Study 2 was reported in the second author's undergraduate honors thesis, under the first author's supervision. Both studies were presented at the 2001 annual convention of the Society for Personality and Social Psychology. The authors are grateful to the Max Bell Foundation, University of Manitoba, and the Winnipeg Foundation for grants in support of the evaluation research project that provided data for the secondary analysis in Study 1. We thank Neal Feigenson and Jacquie Vorauer for comments on an earlier version of this article.

Notes

1The respondents who did not identify physical activity as their most important goal undoubtedly included many who were seriously pursuing physical activity, nonetheless, as a means of achieving their primary goal. For example, 73 (15%) respondents identified weight loss, and 116 (24%) identified improving/maintaining general health or both physical and mental health, as their primary goal. The distribution of SC among respondents with a primary physical activity goal was virtually the same as among respondents as a whole.

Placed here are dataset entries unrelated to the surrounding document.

//! Core store abstraction.
//!
//! This module defines the [`KeyValueStore`] trait together with the uri and row
//! value types every backend shares. A path holds at most one row; a row is a
//! set of nullable string columns.

use crate::error::{PickerError, Result};
use async_trait::async_trait;
use std::collections::BTreeMap;
use std::fmt;

/// Row count a successful update reports.
pub const RESULT_SUCCESS: usize = 1;

const SCHEME: &str = "content://";

/// Address of a single logical row: `content://<authority>/<path>`.
#[derive(Debug, Clone, PartialEq, Eq, Hash, PartialOrd, Ord)]
pub struct StoreUri {
    authority: String,
    path: String,
}

impl StoreUri {
    /// Build the uri for `path` under the given provider authority
    pub fn for_path(authority: impl Into<String>, path: impl Into<String>) -> Self {
        let path = path.into();
        Self {
            authority: authority.into(),
            path: path.trim_matches('/').to_string(),
        }
    }

    /// Parse a `content://authority/path` string
    pub fn parse(raw: &str) -> Result<Self> {
        let invalid = || PickerError::InvalidUri {
            uri: raw.to_string(),
        };

        let rest = raw.strip_prefix(SCHEME).ok_or_else(invalid)?;
        let (authority, path) = rest.split_once('/').ok_or_else(invalid)?;
        if authority.is_empty() || path.trim_matches('/').is_empty() {
            return Err(invalid());
        }

        Ok(Self::for_path(authority, path))
    }

    pub fn authority(&self) -> &str {
        &self.authority
    }

    pub fn path(&self) -> &str {
        &self.path
    }
}

impl fmt::Display for StoreUri {
    fn fmt(&self, f: &mut fmt::Formatter<'_>) -> fmt::Result {
        write!(f, "{}{}/{}", SCHEME, self.authority, self.path)
    }
}

/// One row of nullable string columns.
///
/// A column present with `None` and an absent column read the same way; the
/// distinction only matters to backends that want to keep explicit nulls.
#[derive(Debug, Clone, Default, PartialEq, Eq)]
pub struct StoreRow {
    columns: BTreeMap<String, Option<String>>,
}

impl StoreRow {
    pub fn new() -> Self {
        Self::default()
    }

    /// Builder-style column assignment
    pub fn with(mut self, column: impl Into<String>, value: Option<impl Into<String>>) -> Self {
        self.set(column, value.map(Into::into));
        self
    }

    pub fn set(&mut self, column: impl Into<String>, value: Option<String>) {
        self.columns.insert(column.into(), value);
    }

    /// Read a column, flattening "absent" and "null" into `None`
    pub fn get(&self, column: &str) -> Option<&str> {
        self.columns.get(column).and_then(|value| value.as_deref())
    }

    /// Overlay `other` onto this row, column by column
    pub fn merge(&mut self, other: StoreRow) {
        self.columns.extend(other.columns);
    }

    pub fn columns(&self) -> impl Iterator<Item = (&str, Option<&str>)> {
        self.columns
            .iter()
            .map(|(column, value)| (column.as_str(), value.as_deref()))
    }
}

/// Key-value-by-uri persistence service.
///
/// Implementations must be thread-safe; the selection manager calls them from
/// spawned tasks.
#[async_trait]
pub trait KeyValueStore: Send + Sync {
    /// Return the rows stored at `uri` (zero or one for every path this crate uses)
    async fn query(&self, uri: &StoreUri) -> Result<Vec<StoreRow>>;

    /// Upsert `values` into the row at `uri`, returning the number of rows touched
    ///
    /// Callers treat anything other than [`RESULT_SUCCESS`] as a failed write.
    async fn update(&self, uri: &StoreUri, values: StoreRow) -> Result<usize>;
}
//! External key-value-by-uri store.
//!
//! The selection manager never owns persistence: it talks to a [`KeyValueStore`]
//! addressed by [`StoreUri`]s, one logical row per path. Backends provided here
//! are an in-memory map (tests, ephemeral sessions) and a TOML file (the binary).

pub mod backend;
pub mod file;
pub mod memory;

pub use backend::{KeyValueStore, StoreRow, StoreUri, RESULT_SUCCESS};
pub use file::TomlFileStore;
pub use memory::InMemoryStore;
//! Error types and handling infrastructure for iconpack.
//!
//! Library code returns [`PickerError`] through the crate-wide [`Result`] alias;
//! the binary wraps everything in `anyhow` at the top level.
//!
//! A missing store row is not an error (it means "system icons") and a failed
//! write is logged, not returned. The variants below are raised by the store
//! backends, the pack catalog, config loading and the terminal.

use std::path::PathBuf;
use thiserror::Error;

/// The main error type for iconpack operations.
#[derive(Error, Debug)]
pub enum PickerError {
    /// File system related errors (read/write failures, permission denied, etc.)
    #[error("File operation failed: {message}")]
    FileError {
        message: String,
        #[source]
        source: std::io::Error,
    },

    /// The external key-value store rejected or failed a request
    #[error("Store operation failed: {message}")]
    StoreError { message: String },

    /// A store uri could not be parsed
    #[error("Invalid store uri: {uri}")]
    InvalidUri { uri: String },

    /// Stored data could not be decoded
    #[error("Malformed store data at {path}: {message}")]
    MalformedStore { path: PathBuf, message: String },

    /// Pack directory missing or unreadable
    #[error("Pack catalog unavailable: {path}")]
    CatalogUnavailable { path: PathBuf },

    /// A pack manifest could not be parsed
    #[error("Invalid pack manifest {path}: {message}")]
    InvalidManifest { path: PathBuf, message: String },

    /// UI and terminal related errors
    #[error("UI operation failed: {message}")]
    UIError { message: String },

    /// Configuration related errors
    #[error("Configuration error: {message}")]
    ConfigError { message: String },

    /// Generic error for cases not covered by specific variants
    #[error("Operation failed: {message}")]
    Other { message: String },
}

/// Standard Result type for iconpack operations.
pub type Result<T> = std::result::Result<T, PickerError>;

impl PickerError {
    /// Create a FileError from an io::Error with additional context
    pub fn file_error(message: impl Into<String>, source: std::io::Error) -> Self {
        Self::FileError {
            message: message.into(),
            source,
        }
    }

    /// Create a StoreError with a descriptive message
    pub fn store(message: impl Into<String>) -> Self {
        Self::StoreError {
            message: message.into(),
        }
    }

    /// Create an InvalidManifest error for the given manifest path
    pub fn manifest(path: impl Into<PathBuf>, message: impl Into<String>) -> Self {
        Self::InvalidManifest {
            path: path.into(),
            message: message.into(),
        }
    }

    /// Create a UIError with a descriptive message
    pub fn ui(message: impl Into<String>) -> Self {
        Self::UIError {
            message: message.into(),
        }
    }

    /// Create a ConfigError with a descriptive message
    pub fn config(message: impl Into<String>) -> Self {
        Self::ConfigError {
            message: message.into(),
        }
    }

    /// Create a generic Other error with a descriptive message
    pub fn other(message: impl Into<String>) -> Self {
        Self::Other {
            message: message.into(),
        }
    }
}

impl From<std::io::Error> for PickerError {
    fn from(err: std::io::Error) -> Self {
        match err.kind() {
            std::io::ErrorKind::NotFound => Self::FileError {
                message: "File not found".to_string(),
                source: err,
            },
            std::io::ErrorKind::PermissionDenied => Self::FileError {
                message: "Permission denied".to_string(),
                source: err,
            },
            _ => Self::FileError {
                message: "IO operation failed".to_string(),
                source: err,
            },
        }
    }
}

impl From<tokio::task::JoinError> for PickerError {
    fn from(err: tokio::task::JoinError) -> Self {
        Self::other(format!("background task failed: {err}"))
    }
}
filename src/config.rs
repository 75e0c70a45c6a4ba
//! Configuration file support.
//!
//! Configuration is loaded from `~/.config/iconpack/config.toml`; command line
//! flags override file values, and built-in defaults fill the rest.
//!
//! ```toml
//! store_path = "~/.local/share/iconpack/store.toml"
//! packs_dir = "~/.local/share/iconpack/packs"
//! authority = "iconpack.settings"
//! themed_icons_available = true
//! ```

use crate::error::{PickerError, Result};
use serde::Deserialize;
use std::path::{Path, PathBuf};

/// Provider authority used when none is configured
pub const DEFAULT_AUTHORITY: &str = "iconpack.settings";

const APP_DIR: &str = "iconpack";

#[derive(Debug, Clone, Deserialize)]
#[serde(default)]
pub struct Config {
    /// TOML file backing the key-value store; `None` keeps the store in memory
    pub store_path: Option<PathBuf>,

    /// Directory scanned for icon packs
    pub packs_dir: Option<PathBuf>,

    /// Authority part of every store uri
    pub authority: String,

    /// Whether themed icons are supported on this setup
    pub themed_icons_available: bool,
}

impl Default for Config {
    fn default() -> Self {
        Self {
            store_path: None,
            packs_dir: None,
            authority: DEFAULT_AUTHORITY.to_string(),
            themed_icons_available: true,
        }
    }
}

impl Config {
    /// Load from the default location; a missing file yields defaults
    pub fn load() -> Result<Self> {
        Self::load_from(&Self::config_path())
    }

    pub fn load_from(path: &Path) -> Result<Self> {
        if !path.exists() {
            return Ok(Self::default());
        }

        let contents = std::fs::read_to_string(path)
            .map_err(|err| PickerError::file_error("failed to read config file", err))?;
        let config: Config = toml::from_str(&contents)
            .map_err(|err| PickerError::config(format!("{}: {err}", path.display())))?;

        if config.authority.trim().is_empty() {
            return Err(PickerError::config("authority must not be empty"));
        }
        Ok(config)
    }

    pub fn config_path() -> PathBuf {
        dirs::config_dir()
            .unwrap_or_else(|| PathBuf::from("."))
            .join(APP_DIR)
            .join("config.toml")
    }

    /// Merge with CLI overrides; flags win over file values
    pub fn with_overrides(mut self, store_path: Option<PathBuf>, packs_dir: Option<PathBuf>) -> Self {
        if store_path.is_some() {
            self.store_path = store_path;
        }
        if packs_dir.is_some() {
            self.packs_dir = packs_dir;
        }
        self
    }

    /// Packs directory, defaulting to `<data dir>/iconpack/packs`
    pub fn packs_dir(&self) -> PathBuf {
        self.packs_dir
            .as_deref()
            .map(expand_home)
            .unwrap_or_else(|| data_dir().join("packs"))
    }

    pub fn store_path(&self) -> Option<PathBuf> {
        self.store_path.as_deref().map(expand_home)
    }
}

fn data_dir() -> PathBuf {
    dirs::data_dir()
        .unwrap_or_else(|| PathBuf::from("."))
        .join(APP_DIR)
}

fn expand_home(path: &Path) -> PathBuf {
    match (path.strip_prefix("~"), dirs::home_dir()) {
        (Ok(rest), Some(home)) => home.join(rest),
        _ => path.to_path_buf(),
    }
}
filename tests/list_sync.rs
use parking_lot::Mutex;
use proptest::prelude::*;
use std::sync::Arc;
use tokio::sync::mpsc::{self, UnboundedReceiver};

use iconpack::list::{
    build_entry_list, diff_lists, ChannelRenderer, IconHandle, ListEvent, SelectableEntry,
};
use iconpack::selection::SYSTEM_ICONS_LABEL;
use iconpack::SelectableList;

fn pack(id: &str, label: &str) -> SelectableEntry {
    SelectableEntry::new(id, label, IconHandle::new(format!("{id}.png")))
}

fn entries(candidates: Vec<SelectableEntry>) -> Vec<SelectableEntry> {
    build_entry_list(SYSTEM_ICONS_LABEL, IconHandle::default(), candidates)
}

fn channel_list() -> (SelectableList, UnboundedReceiver<ListEvent>) {
    let (tx, rx) = mpsc::unbounded_channel();
    (SelectableList::new(Box::new(ChannelRenderer::new(tx))), rx)
}

fn drain(rx: &mut UnboundedReceiver<ListEvent>) -> Vec<ListEvent> {
    let mut events = Vec::new();
    while let Ok(event) = rx.try_recv() {
        events.push(event);
    }
    events
}

#[test]
fn submit_marks_selected_row_behind_sentinel() {
    let (mut list, mut rx) = channel_list();
    list.set_initial_selection(Some("com.b".to_string()));

    list.submit_list(entries(vec![pack("com.a", "Alpha"), pack("com.b", "Beta")]));

    assert!(list.entries()[0].is_sentinel());
    assert_eq!(list.selected_index(), Some(2));
    assert!(list.is_selected(2));
    assert!(!list.is_selected(1));
    assert!(!list.is_selected(0));

    let events = drain(&mut rx);
    assert_eq!(events.len(), 1, "one notification per submit");
    match &events[0] {
        ListEvent::Updated(diff) => {
            assert_eq!(diff.inserted, vec![0, 1, 2]);
            assert_eq!(diff.new_selected, Some(2));
        }
        other => panic!("unexpected event {other:?}"),
    }
}

#[test]
fn tap_reports_exactly_old_and_new_rows() {
    let (mut list, mut rx) = channel_list();
    list.set_initial_selection(Some("com.b".to_string()));
    list.submit_list(entries(vec![pack("com.a", "Alpha"), pack("com.b", "Beta")]));
    drain(&mut rx);

    let picked = Arc::new(Mutex::new(Vec::new()));
    let sink = Arc::clone(&picked);
    list.set_on_select(move |id| sink.lock().push(id));

    assert!(list.select_by_user_tap(1));

    assert_eq!(
        drain(&mut rx),
        vec![ListEvent::ItemChanged(2), ListEvent::ItemChanged(1)]
    );
    assert_eq!(*picked.lock(), vec![Some("com.a".to_string())]);
    assert_eq!(list.selected_id(), Some("com.a"));
}

#[test]
fn repeated_tap_is_silent() {
    let (mut list, mut rx) = channel_list();
    list.submit_list(entries(vec![pack("com.a", "Alpha")]));
    drain(&mut rx);

    let calls = Arc::new(Mutex::new(0));
    let counter = Arc::clone(&calls);
    list.set_on_select(move |_| *counter.lock() += 1);

    assert!(list.select_by_user_tap(1));
    assert!(!list.select_by_user_tap(1));
    assert!(!list.select_by_user_tap(7));

    assert_eq!(*calls.lock(), 1);
    assert_eq!(drain(&mut rx).len(), 2);
}

#[test]
fn tapping_sentinel_reports_system_icons() {
    let (mut list, mut rx) = channel_list();
    list.set_initial_selection(Some("com.a".to_string()));
    list.submit_list(entries(vec![pack("com.a", "Alpha")]));
    drain(&mut rx);

    let picked = Arc::new(Mutex::new(Vec::new()));
    let sink = Arc::clone(&picked);
    list.set_on_select(move |id| sink.lock().push(id));

    assert!(list.select_by_user_tap(0));
    assert_eq!(*picked.lock(), vec![None]);
    assert_eq!(list.selected_index(), Some(0));
}

#[test]
fn selection_follows_id_across_reloads() {
    let (mut list, mut rx) = channel_list();
    list.set_initial_selection(Some("com.c".to_string()));
    list.submit_list(entries(vec![pack("com.c", "Gamma")]));
    assert_eq!(list.selected_index(), Some(1));

    list.submit_list(entries(vec![
        pack("com.c", "Gamma"),
        pack("com.a", "Alpha"),
        pack("com.b", "Beta"),
    ]));
    assert_eq!(list.selected_index(), Some(3));

    // the selected pack was uninstalled
    list.submit_list(entries(vec![pack("com.a", "Alpha")]));
    assert_eq!(list.selected_index(), None);
    assert_eq!(list.selected_id(), Some("com.c"));

    assert_eq!(drain(&mut rx).len(), 3);
}

#[test]
fn diff_is_usable_without_renderer() {
    let old = entries(vec![pack("com.a", "Alpha")]);
    let new = entries(vec![pack("com.a", "Alpha"), pack("com.b", "Beta")]);

    let diff = diff_lists(&old, Some(1), &new, Some(1));

    assert_eq!(diff.inserted, vec![2]);
    assert!(diff.changed.is_empty());
    assert!(diff.removed.is_empty());
}

fn candidate_ids() -> impl Strategy<Value = Vec<String>> {
    prop::collection::btree_set("[a-e]{1,2}", 0..8).prop_map(|ids| ids.into_iter().collect())
}

proptest! {
    #[test]
    fn at_most_one_row_is_selected(
        reloads in prop::collection::vec(candidate_ids(), 1..5),
        selected in prop::option::of("[a-e]{1,2}"),
        taps in prop::collection::vec(0usize..10, 0..6),
    ) {
        let (mut list, _rx) = channel_list();
        list.set_initial_selection(selected);
        let mut taps = taps.into_iter();

        for ids in reloads {
            list.submit_list(entries(
                ids.iter().map(|id| pack(id, &id.to_uppercase())).collect(),
            ));
            prop_assert!(list.entries()[0].is_sentinel());

            // the checked row, if any, is the one carrying the tracked id
            let marked: Vec<usize> = (0..list.len()).filter(|&i| list.is_selected(i)).collect();
            let expected: Vec<usize> = list
                .entries()
                .iter()
                .position(|entry| entry.id.as_deref() == list.selected_id())
                .into_iter()
                .collect();
            prop_assert_eq!(marked, expected);

            if let Some(tap) = taps.next() {
                list.select_by_user_tap(tap);
                let marked = (0..list.len()).filter(|&i| list.is_selected(i)).count();
                prop_assert!(marked <= 1);
                if tap < list.len() {
                    prop_assert!(list.is_selected(tap));
                }
            }
        }
    }

    #[test]
    fn diff_accounts_for_every_row(
        old_ids in candidate_ids(),
        new_ids in candidate_ids(),
    ) {
        let old = entries(old_ids.iter().map(|id| pack(id, id)).collect());
        let new = entries(new_ids.iter().map(|id| pack(id, id)).collect());

        let diff = diff_lists(&old, Some(0), &new, Some(0));
        let kept = diff.retained_pairs(old.len(), new.len());

        // every old row is either kept, moved or removed
        prop_assert_eq!(kept.len() + diff.moved.len() + diff.removed.len(), old.len());
        // every new row is either kept, moved or inserted
        prop_assert_eq!(kept.len() + diff.moved.len() + diff.inserted.len(), new.len());
        for (from, to) in kept {
            prop_assert_eq!(&old[from].id, &new[to].id);
        }
    }
}
//! Lock-guarded selection cell with background load and persistence.
//!
//! The lock only ever covers the in-memory read or write of the current id.
//! Store I/O runs in spawned tasks outside the critical section and re-enters
//! it to publish the result. A background fetch and a user selection therefore
//! race with last-write-wins semantics; a user choice that lands after the
//! fetch supersedes it, and one that lands before is overwritten by the fetch.
//!
//! Writes to the store are serialized and stamped with a generation. A write
//! whose selection has already been superseded is skipped, so the store and the
//! icon switch always end on the most recent user choice.

use crate::selection::snapshot::SavedState;
use crate::selection::summary::{format_summary, LabelResolver};
use crate::store::{KeyValueStore, StoreRow, StoreUri, RESULT_SUCCESS};
use crate::switch::IconSwitch;
use log::{debug, error, warn};
use parking_lot::Mutex;
use std::sync::atomic::{AtomicU64, Ordering};
use std::sync::{Arc, Weak};
use tokio::task::JoinHandle;

/// Store path of the selected pack row
pub const KEY_THEMED_ICON_PACK: &str = "themed_icon_pack";
/// Column holding the selected pack id (null for system icons)
pub const KEY_NAME: &str = "name";

/// Owner of the currently selected icon pack id.
///
/// Cloning yields another handle to the same state. Background fetches hold only
/// a weak reference, so once every handle is dropped a late fetch result is
/// discarded instead of written.
#[derive(Clone)]
pub struct SelectionManager {
    shared: Arc<Shared>,
}

struct Shared {
    store: Arc<dyn KeyValueStore>,
    switch: Arc<dyn IconSwitch>,
    uri: StoreUri,
    current_id: Mutex<Option<String>>,
    /// Bumped under the `current_id` lock on every user selection
    generation: AtomicU64,
    /// Held across a store write and the switch refresh that follows it
    persist_lock: tokio::sync::Mutex<()>,
}

impl SelectionManager {
    pub fn new(
        store: Arc<dyn KeyValueStore>,
        switch: Arc<dyn IconSwitch>,
        authority: &str,
    ) -> Self {
        Self {
            shared: Arc::new(Shared {
                store,
                switch,
                uri: StoreUri::for_path(authority, KEY_THEMED_ICON_PACK),
                current_id: Mutex::new(None),
                generation: AtomicU64::new(0),
                persist_lock: tokio::sync::Mutex::new(()),
            }),
        }
    }

    /// Seed the selection.
    ///
    /// A restored id is adopted as-is and nothing is fetched. Otherwise, when
    /// themed icons are available, the persisted id is loaded in the background
    /// and the returned handle completes once it has been published.
    ///
    /// Must be called from within a tokio runtime.
    pub fn initialize(&self, restored: Option<String>) -> Option<JoinHandle<()>> {
        if let Some(id) = restored {
            debug!("restored themed icon pack {id}");
            *self.shared.current_id.lock() = Some(id);
            return None;
        }

        if !self.is_available() {
            debug!("themed icons unavailable, skipping fetch");
            return None;
        }

        let weak: Weak<Shared> = Arc::downgrade(&self.shared);
        let store = Arc::clone(&self.shared.store);
        let uri = self.shared.uri.clone();

        Some(tokio::spawn(async move {
            if weak.strong_count() == 0 {
                return;
            }

            let fetched = fetch_persisted(store.as_ref(), &uri).await;

            match weak.upgrade() {
                Some(shared) => {
                    debug!("loaded themed icon pack {fetched:?}");
                    *shared.current_id.lock() = fetched;
                }
                None => debug!("selection dropped before fetch completed"),
            }
        }))
    }

    /// Query the store for the persisted id without touching the in-memory state
    pub async fn fetch_persisted(&self) -> Option<String> {
        fetch_persisted(self.shared.store.as_ref(), &self.shared.uri).await
    }

    /// Snapshot of the current id
    pub fn current(&self) -> Option<String> {
        self.shared.current_id.lock().clone()
    }

    /// Record a user choice, then persist it and refresh the icon switch.
    ///
    /// The in-memory value is updated before this returns. Persistence failures
    /// are logged and never roll the selection back. The switch is refreshed
    /// whether or not the write succeeded.
    ///
    /// When several selections are in flight, only the latest one is guaranteed
    /// to reach the store; the returned handle of a superseded selection
    /// completes without writing.
    pub fn select(&self, id: Option<String>) -> JoinHandle<()> {
        let generation = {
            let mut current = self.shared.current_id.lock();
            *current = id.clone();
            self.shared.generation.fetch_add(1, Ordering::SeqCst) + 1
        };
        debug!("selected themed icon pack {id:?}");

        let shared = Arc::clone(&self.shared);
        tokio::spawn(async move {
            let _persisting = shared.persist_lock.lock().await;
            if shared.generation.load(Ordering::SeqCst) != generation {
                debug!("skipping superseded write of {id:?}");
                return;
            }

            save_package(shared.store.as_ref(), &shared.uri, id.as_deref()).await;
            if let Err(err) = shared.switch.refresh(id.as_deref()).await {
                error!("Failed to refresh themed icons: {err}");
            }
        })
    }

    /// Capture the selection for transient state preservation
    pub fn snapshot_for_save(&self) -> SavedState {
        SavedState {
            themed_icon_pack: self.current(),
        }
    }

    /// Summary line for the current selection
    pub fn summary(&self, resolver: &dyn LabelResolver) -> String {
        let current = self.current();
        format_summary(current.as_deref(), resolver)
    }

    pub fn is_available(&self) -> bool {
        self.shared.switch.is_available()
    }
}

async fn fetch_persisted(store: &dyn KeyValueStore, uri: &StoreUri) -> Option<String> {
    match store.query(uri).await {
        Ok(rows) => rows
            .into_iter()
            .next()
            .and_then(|row| row.get(KEY_NAME).map(str::to_string)),
        Err(err) => {
            warn!("failed to query {uri}: {err}");
            None
        }
    }
}

async fn save_package(store: &dyn KeyValueStore, uri: &StoreUri, id: Option<&str>) {
    let values = StoreRow::new().with(KEY_NAME, id);
    match store.update(uri, values).await {
        Ok(RESULT_SUCCESS) => debug!("persisted themed icon pack {id:?}"),
        Ok(touched) => error!("Failed to update themed icon pack ({touched} rows touched)"),
        Err(err) => error!("Failed to update themed icon pack: {err}"),
    }
}
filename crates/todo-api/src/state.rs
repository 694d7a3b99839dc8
//! Application state shared across all handlers and middleware.

use std::sync::Arc;

use todo_auth::Authorizer;
use todo_core::config::AppConfig;
use todo_service::TodoService;

/// Application state containing all shared dependencies.
///
/// Passed to every Axum handler via `State<AppState>`.
/// All fields are `Arc`-wrapped for cheap cloning across tasks.
#[derive(Debug, Clone)]
pub struct AppState {
    /// Application configuration, read-only after startup.
    pub config: Arc<AppConfig>,
    /// Todo use cases.
    pub todo_service: Arc<TodoService>,
    /// Bearer-token authorizer.
    pub authorizer: Arc<Authorizer>,
}

impl AppState {
    /// Creates the state from its parts.
    pub fn new(config: AppConfig, todo_service: TodoService, authorizer: Authorizer) -> Self {
        Self {
            config: Arc::new(config),
            todo_service: Arc::new(todo_service),
            authorizer: Arc::new(authorizer),
        }
    }
}
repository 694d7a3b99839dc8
//! Request DTOs.

use serde::{Deserialize, Serialize};

pub use todo_entity::todo::{CreateTodo as CreateTodoRequest, UpdateTodo as UpdateTodoRequest};

/// Token-authorizer event as sent by an API gateway.
#[derive(Debug, Clone, Default, Serialize, Deserialize)]
#[serde(rename_all = "camelCase")]
pub struct AuthorizerEvent {
    /// Event type, `"TOKEN"` for bearer-token authorizers.
    #[serde(default, rename = "type")]
    pub event_type: String,
    /// Raw `Authorization` header value.
    #[serde(default)]
    pub authorization_token: Option<String>,
    /// ARN of the invoked method.
    #[serde(default)]
    pub method_arn: String,
}
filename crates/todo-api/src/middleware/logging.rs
//! Request/response logging middleware.

use std::time::Instant;

use axum::extract::Request;
use axum::middleware::Next;
use axum::response::Response;
use tracing::info;

/// Logs request method, path, status, and duration.
pub async fn request_logging(request: Request, next: Next) -> Response {
    let method = request.method().clone();
    let path = request.uri().path().to_string();
    let start = Instant::now();

    let response = next.run(request).await;

    info!(
        method = %method,
        path = %path,
        status = response.status().as_u16(),
        duration_ms = start.elapsed().as_millis() as u64,
        "HTTP request"
    );

    response
}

2The median split procedure is discouraged because it effectively discards information that is contained in a continuous scale. We performed a regression analysis of physical activity, in which respondents’ continuously scaled SC and recalled frequency of receiving communications of each type were entered together on step 1, followed by product terms representing the SC × communication interactions on step 2. The step 1 findings revealed small but significant positive associations with physical activity for respondents’ SC, β = 0.16, p = 0.01, and recalled frequency of receiving both challenging and clearly supportive communications, βs = 0.18 and 0.14, ps < 0.01 and 0.05, respectively. Distantly supportive recalled communications were significantly negatively associated with physical activity overall, β = −0.14, p < 0.05. None of the product terms entered on step 2 was significantly associated with physical activity. We judged these interaction findings to be inconclusive, owing to the low statistical power of this type of analysis in field, as opposed to experimental, research (Cohen, Citation1988; Jaccard, Turrisi & Wan, Citation1990; McClelland & Judd, Citation1993). Because observations made in the field will tend to cluster near the center of the joint distribution of the predictor variables, even a large sample is apt to include relatively few cases that can clearly separate interactions from their component main effects.